(Beginning of Given entries)

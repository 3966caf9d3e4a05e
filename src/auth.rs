//! # Session Authentication
//!
//! Every simulated user authenticates with HTTP Basic auth. The header is
//! computed once, when the user starts, and stored as goose session data so
//! each later transaction reuses the same value.
//!
//! ```text
//! Authorization: Basic base64("john@gmail.com:password")
//!              = Basic am9obkBnbWFpbC5jb206cGFzc3dvcmQ=
//! ```
//!
//! The backend decodes the header, splits it on `:` and keeps the first two
//! parts, so neither half of the pair may contain a `:`. Nothing here
//! checks that.

use base64::{engine::general_purpose, Engine as _};
use goose::prelude::GooseUser;
use std::fmt;

/// Header name carrying the session credentials.
pub const AUTHORIZATION: &str = "Authorization";

/// Username/password pair of the test account.
#[derive(Clone, PartialEq, Eq)]
pub struct Credentials {
    pub username: String,
    pub password: String,
}

impl Credentials {
    pub fn new(username: impl Into<String>, password: impl Into<String>) -> Self {
        Self {
            username: username.into(),
            password: password.into(),
        }
    }
}

// Keeps the password out of `{:?}` output and therefore out of logs.
impl fmt::Debug for Credentials {
    fn fmt(&self, f: &mut fmt::Formatter<'_>) -> fmt::Result {
        f.debug_struct("Credentials")
            .field("username", &self.username)
            .field("password", &"<REDACTED>")
            .finish()
    }
}

/// Encode `username:password` as a Basic-auth header value.
///
/// Total for any input: base64 accepts arbitrary bytes.
pub fn basic_auth_value(username: &str, password: &str) -> String {
    let encoded = general_purpose::STANDARD.encode(format!("{username}:{password}"));
    format!("Basic {encoded}")
}

/// Header mapping for a credential pair: `(AUTHORIZATION, "Basic ...")`.
pub fn basic_auth_header(credentials: &Credentials) -> (&'static str, String) {
    (
        AUTHORIZATION,
        basic_auth_value(&credentials.username, &credentials.password),
    )
}

/// Per-user state attached to a [`GooseUser`]. Immutable once stored.
#[derive(Debug, Clone, PartialEq, Eq)]
pub struct Session {
    authorization: String,
}

impl Session {
    pub fn new(credentials: &Credentials) -> Self {
        let (_, authorization) = basic_auth_header(credentials);
        Self { authorization }
    }

    /// Value of the `Authorization` header for this session.
    pub fn authorization(&self) -> &str {
        &self.authorization
    }
}

/// Compute and store the session header. Runs as the scenario's on-start
/// transaction, once per simulated user.
pub fn init_session(user: &mut GooseUser, credentials: &Credentials) {
    user.set_session_data(Session::new(credentials));
    tracing::debug!(username = %credentials.username, "session initialized");
}

/// Header value for `user`, initializing the session first if the on-start
/// hook has not run for it.
pub fn session_authorization(user: &mut GooseUser, credentials: &Credentials) -> String {
    if let Some(session) = user.get_session_data::<Session>() {
        return session.authorization().to_string();
    }
    init_session(user, credentials);
    Session::new(credentials).authorization
}

#[cfg(test)]
mod tests {
    use super::*;

    #[test]
    fn test_basic_auth_for_test_account() {
        let credentials = Credentials::new("john@gmail.com", "password");
        let (name, value) = basic_auth_header(&credentials);
        assert_eq!(name, "Authorization");
        assert_eq!(value, "Basic am9obkBnbWFpbC5jb206cGFzc3dvcmQ=");
    }

    #[test]
    fn test_basic_auth_round_trips_through_decoder() {
        let value = basic_auth_value("a:b", "p@ss:word");
        let encoded = value.strip_prefix("Basic ").unwrap();
        let decoded = general_purpose::STANDARD.decode(encoded).unwrap();
        assert_eq!(decoded, b"a:b:p@ss:word");
    }

    #[test]
    fn test_basic_auth_empty_credentials() {
        // base64(":") = "Og=="
        assert_eq!(basic_auth_value("", ""), "Basic Og==");
    }

    #[test]
    fn test_session_matches_header() {
        let credentials = Credentials::new("john@gmail.com", "password");
        let session = Session::new(&credentials);
        assert_eq!(session.authorization(), basic_auth_header(&credentials).1);
    }

    #[test]
    fn test_credentials_debug_redacts_password() {
        let credentials = Credentials::new("john@gmail.com", "hunter2");
        let debug = format!("{credentials:?}");
        assert!(debug.contains("john@gmail.com"));
        assert!(!debug.contains("hunter2"));
        assert!(debug.contains("<REDACTED>"));
    }
}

(End of Given entries)

Assignment →
Repeat, word for word, all of the data shown above.

Answer space →
repository 3966caf9d3e4a05e
filename src/auth.rs
//! # Session Authentication
//!
//! Every simulated user authenticates with HTTP Basic auth. The header is
//! computed once, when the user starts, and stored as goose session data so
//! each later transaction reuses the same value.
//!
//! ```text
//! Authorization: Basic base64("john@gmail.com:password")
//!              = Basic am9obkBnbWFpbC5jb206cGFzc3dvcmQ=
//! ```
//!
//! The backend decodes the header, splits it on `:` and keeps the first two
//! parts, so neither half of the pair may contain a `:`. Nothing here
//! checks that.

use base64::{engine::general_purpose, Engine as _};
use goose::prelude::GooseUser;
use std::fmt;

/// Header name carrying the session credentials.
pub const AUTHORIZATION: &str = "Authorization";

/// Username/password pair of the test account.
#[derive(Clone, PartialEq, Eq)]
pub struct Credentials {
    pub username: String,
    pub password: String,
}

impl Credentials {
    pub fn new(username: impl Into<String>, password: impl Into<String>) -> Self {
        Self {
            username: username.into(),
            password: password.into(),
        }
    }
}

// Keeps the password out of `{:?}` output and therefore out of logs.
impl fmt::Debug for Credentials {
    fn fmt(&self, f: &mut fmt::Formatter<'_>) -> fmt::Result {
        f.debug_struct("Credentials")
            .field("username", &self.username)
            .field("password", &"<REDACTED>")
            .finish()
    }
}

/// Encode `username:password` as a Basic-auth header value.
///
/// Total for any input: base64 accepts arbitrary bytes.
pub fn basic_auth_value(username: &str, password: &str) -> String {
    let encoded = general_purpose::STANDARD.encode(format!("{username}:{password}"));
    format!("Basic {encoded}")
}

/// Header mapping for a credential pair: `(AUTHORIZATION, "Basic ...")`.
pub fn basic_auth_header(credentials: &Credentials) -> (&'static str, String) {
    (
        AUTHORIZATION,
        basic_auth_value(&credentials.username, &credentials.password),
    )
}

/// Per-user state attached to a [`GooseUser`]. Immutable once stored.
#[derive(Debug, Clone, PartialEq, Eq)]
pub struct Session {
    authorization: String,
}

impl Session {
    pub fn new(credentials: &Credentials) -> Self {
        let (_, authorization) = basic_auth_header(credentials);
        Self { authorization }
    }

    /// Value of the `Authorization` header for this session.
    pub fn authorization(&self) -> &str {
        &self.authorization
    }
}

/// Compute and store the session header. Runs as the scenario's on-start
/// transaction, once per simulated user.
pub fn init_session(user: &mut GooseUser, credentials: &Credentials) {
    user.set_session_data(Session::new(credentials));
    tracing::debug!(username = %credentials.username, "session initialized");
}

/// Header value for `user`, initializing the session first if the on-start
/// hook has not run for it.
pub fn session_authorization(user: &mut GooseUser, credentials: &Credentials) -> String {
    if let Some(session) = user.get_session_data::<Session>() {
        return session.authorization().to_string();
    }
    init_session(user, credentials);
    Session::new(credentials).authorization
}

#[cfg(test)]
mod tests {
    use super::*;

    #[test]
    fn test_basic_auth_for_test_account() {
        let credentials = Credentials::new("john@gmail.com", "password");
        let (name, value) = basic_auth_header(&credentials);
        assert_eq!(name, "Authorization");
        assert_eq!(value, "Basic am9obkBnbWFpbC5jb206cGFzc3dvcmQ=");
    }

    #[test]
    fn test_basic_auth_round_trips_through_decoder() {
        let value = basic_auth_value("a:b", "p@ss:word");
        let encoded = value.strip_prefix("Basic ").unwrap();
        let decoded = general_purpose::STANDARD.decode(encoded).unwrap();
        assert_eq!(decoded, b"a:b:p@ss:word");
    }

    #[test]
    fn test_basic_auth_empty_credentials() {
        // base64(":") = "Og=="
        assert_eq!(basic_auth_value("", ""), "Basic Og==");
    }

    #[test]
    fn test_session_matches_header() {
        let credentials = Credentials::new("john@gmail.com", "password");
        let session = Session::new(&credentials);
        assert_eq!(session.authorization(), basic_auth_header(&credentials).1);
    }

    #[test]
    fn test_credentials_debug_redacts_password() {
        let credentials = Credentials::new("john@gmail.com", "hunter2");
        let debug = format!("{credentials:?}");
        assert!(debug.contains("john@gmail.com"));
        assert!(!debug.contains("hunter2"));
        assert!(debug.contains("<REDACTED>"));
    }
}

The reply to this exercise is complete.